Galapagos Species Database
The Galapagos Species Database shares the information about the species from our Natural History Collections.
Leptogium cyanescens
liquen de piel gelatinosa, Jellyskin lichen, vinyl lichen
Thallus slate gray to grayish black when dry, olive when wet, foliose, adnate, papery thin; outline ± orbicular; lobes distinct, elongate, ± broadened and flattened, regularly spreading (fan-shaped); surface smooth to barely striate, dull, but not distinctly wrinkled; isidia numerous, quite variable in shape and size, either cylindrical and typically becoming branched, or becoming flattened, scale-like or lobules (phyllidiate), abundant across the thallus surface, but occasionally also along the thallus margin; apothecia rare, sessile to shortly stalked, laminal, expanded; disk pale to deep reddish brown, initially concave, flattened or indistinctly convex with age; margin lecanorine, typically pale, cream colored, rarely concolorous with the thallus, entire or isidiate, with a broad paraplectenchymatous outer thalline exciple and an inner, indistinct, thin, prosoplectenchymatous proper exciple; ascospores ellipsoid to fusiform, typically transversely 3-septate, rarely becoming submuriform with the formation of an additional longitudinal septum, 19-24 x 6-12 µm.
Easily recognized as a broad lobed species with abundant isidia, rarely also with apothecia.

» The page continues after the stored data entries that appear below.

use std::process::ExitCode;

/// Errors that cause jira-agent to exit with a specific code.
#[derive(Debug, thiserror::Error)]
pub enum ExitError {
    #[error("config error: {0}")]
    Config(String),

    #[error("tool not found: {tool}")]
    ToolNotFound { tool: String },

    #[error("{tool} failed (exit {code}): {message}")]
    ToolFailed {
        tool: String,
        code: i32,
        message: String,
    },

    #[error("jira request failed: {0}")]
    Tracker(String),

    #[error("interrupted")]
    Interrupted,

    #[error("{0}")]
    Other(String),
}

impl ExitError {
    pub fn exit_code(&self) -> ExitCode {
        match self {
            ExitError::Config(_) => ExitCode::from(2),
            ExitError::ToolNotFound { .. } => ExitCode::from(3),
            ExitError::ToolFailed { .. } => ExitCode::from(4),
            ExitError::Tracker(_) => ExitCode::from(5),
            ExitError::Interrupted => ExitCode::from(130),
            ExitError::Other(_) => ExitCode::from(1),
        }
    }
}
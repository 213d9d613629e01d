//! Git worktree provisioning for a claimed workspace.
//!
//! Each configured repository must already be cloned under the repos root.
//! Provisioning is all-or-nothing per issue: the first failure stops it and
//! is reported with the repository that caused it.

use std::path::{Path, PathBuf};

use tracing::{debug, info, instrument};

use crate::config::Repository;
use crate::subprocess::Tool;
use crate::tracker::IssueKey;

/// Branch created in every repository for an issue.
pub fn branch_name(key: &IssueKey) -> String {
    format!("agent/{key}-resolve")
}

#[derive(Debug, thiserror::Error)]
pub enum ProvisionError {
    #[error("repository {url}: clone not found at {}", path.display())]
    MissingClone { url: String, path: PathBuf },

    #[error("repository {url}: resolving path: {source}")]
    Path {
        url: String,
        #[source]
        source: std::io::Error,
    },

    #[error("repository {url}: creating worktree failed: {message}")]
    Git { url: String, message: String },
}

impl ProvisionError {
    /// The repository the failure belongs to.
    pub fn repository(&self) -> &str {
        match self {
            Self::MissingClone { url, .. } | Self::Path { url, .. } | Self::Git { url, .. } => url,
        }
    }
}

/// A worktree created for an issue.
#[derive(Debug, Clone, PartialEq, Eq)]
pub struct Worktree {
    pub repository: String,
    pub path: PathBuf,
    pub branch: String,
}

#[derive(Debug, Clone)]
pub struct WorktreeProvisioner {
    repos_root: PathBuf,
    repositories: Vec<Repository>,
}

impl WorktreeProvisioner {
    pub fn new(repos_root: &Path, repositories: Vec<Repository>) -> Self {
        Self {
            repos_root: repos_root.to_path_buf(),
            repositories,
        }
    }

    /// Create one worktree per repository inside `workspace`, in order.
    #[instrument(skip_all, fields(key = %key))]
    pub fn provision(
        &self,
        workspace: &Path,
        key: &IssueKey,
    ) -> Result<Vec<Worktree>, ProvisionError> {
        if self.repositories.is_empty() {
            debug!("no repositories configured, skipping worktree setup");
            return Ok(Vec::new());
        }

        let branch = branch_name(key);
        let mut created = Vec::with_capacity(self.repositories.len());
        for repo in &self.repositories {
            created.push(self.create_worktree(workspace, repo, &branch)?);
        }
        Ok(created)
    }

    fn create_worktree(
        &self,
        workspace: &Path,
        repo: &Repository,
        branch: &str,
    ) -> Result<Worktree, ProvisionError> {
        let path_error = |source| ProvisionError::Path {
            url: repo.url.clone(),
            source,
        };
        let clone_dir = std::path::absolute(self.repos_root.join(repo.name())).map_err(path_error)?;
        let worktree_dir = std::path::absolute(workspace.join(repo.name())).map_err(path_error)?;

        if !clone_dir.is_dir() {
            return Err(ProvisionError::MissingClone {
                url: repo.url.clone(),
                path: clone_dir,
            });
        }

        info!(
            repo = repo.name(),
            branch,
            worktree_dir = %worktree_dir.display(),
            "creating git worktree"
        );

        let worktree_arg = worktree_dir.to_string_lossy();
        Tool::new("git")
            .args(&["worktree", "add", "-b", branch, &*worktree_arg, repo.branch.as_str()])
            .current_dir(&clone_dir)
            .run_ok()
            .map_err(|e| ProvisionError::Git {
                url: repo.url.clone(),
                message: format!("{e:#}"),
            })?;

        info!(
            repo = repo.name(),
            worktree_dir = %worktree_dir.display(),
            "git worktree created successfully"
        );

        Ok(Worktree {
            repository: repo.url.clone(),
            path: worktree_dir,
            branch: branch.to_string(),
        })
    }
}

Similar in size and overall appearance to the nonisidiate L. azureum. Swinscow & Krog (1988) suggested that the two taxa form a classical species pair.
Domain
Eukaryota
Kingdom
Fungi
Phylum
Ascomycota
Class
Lecanoromycetes
Order
Peltigerales
Family
Collemataceae
Genus
Leptogium
Species
cyanescens
Taxon category: Accepted
Origin: Native
Map of specimen collection localities or observation records for this species in our collections database.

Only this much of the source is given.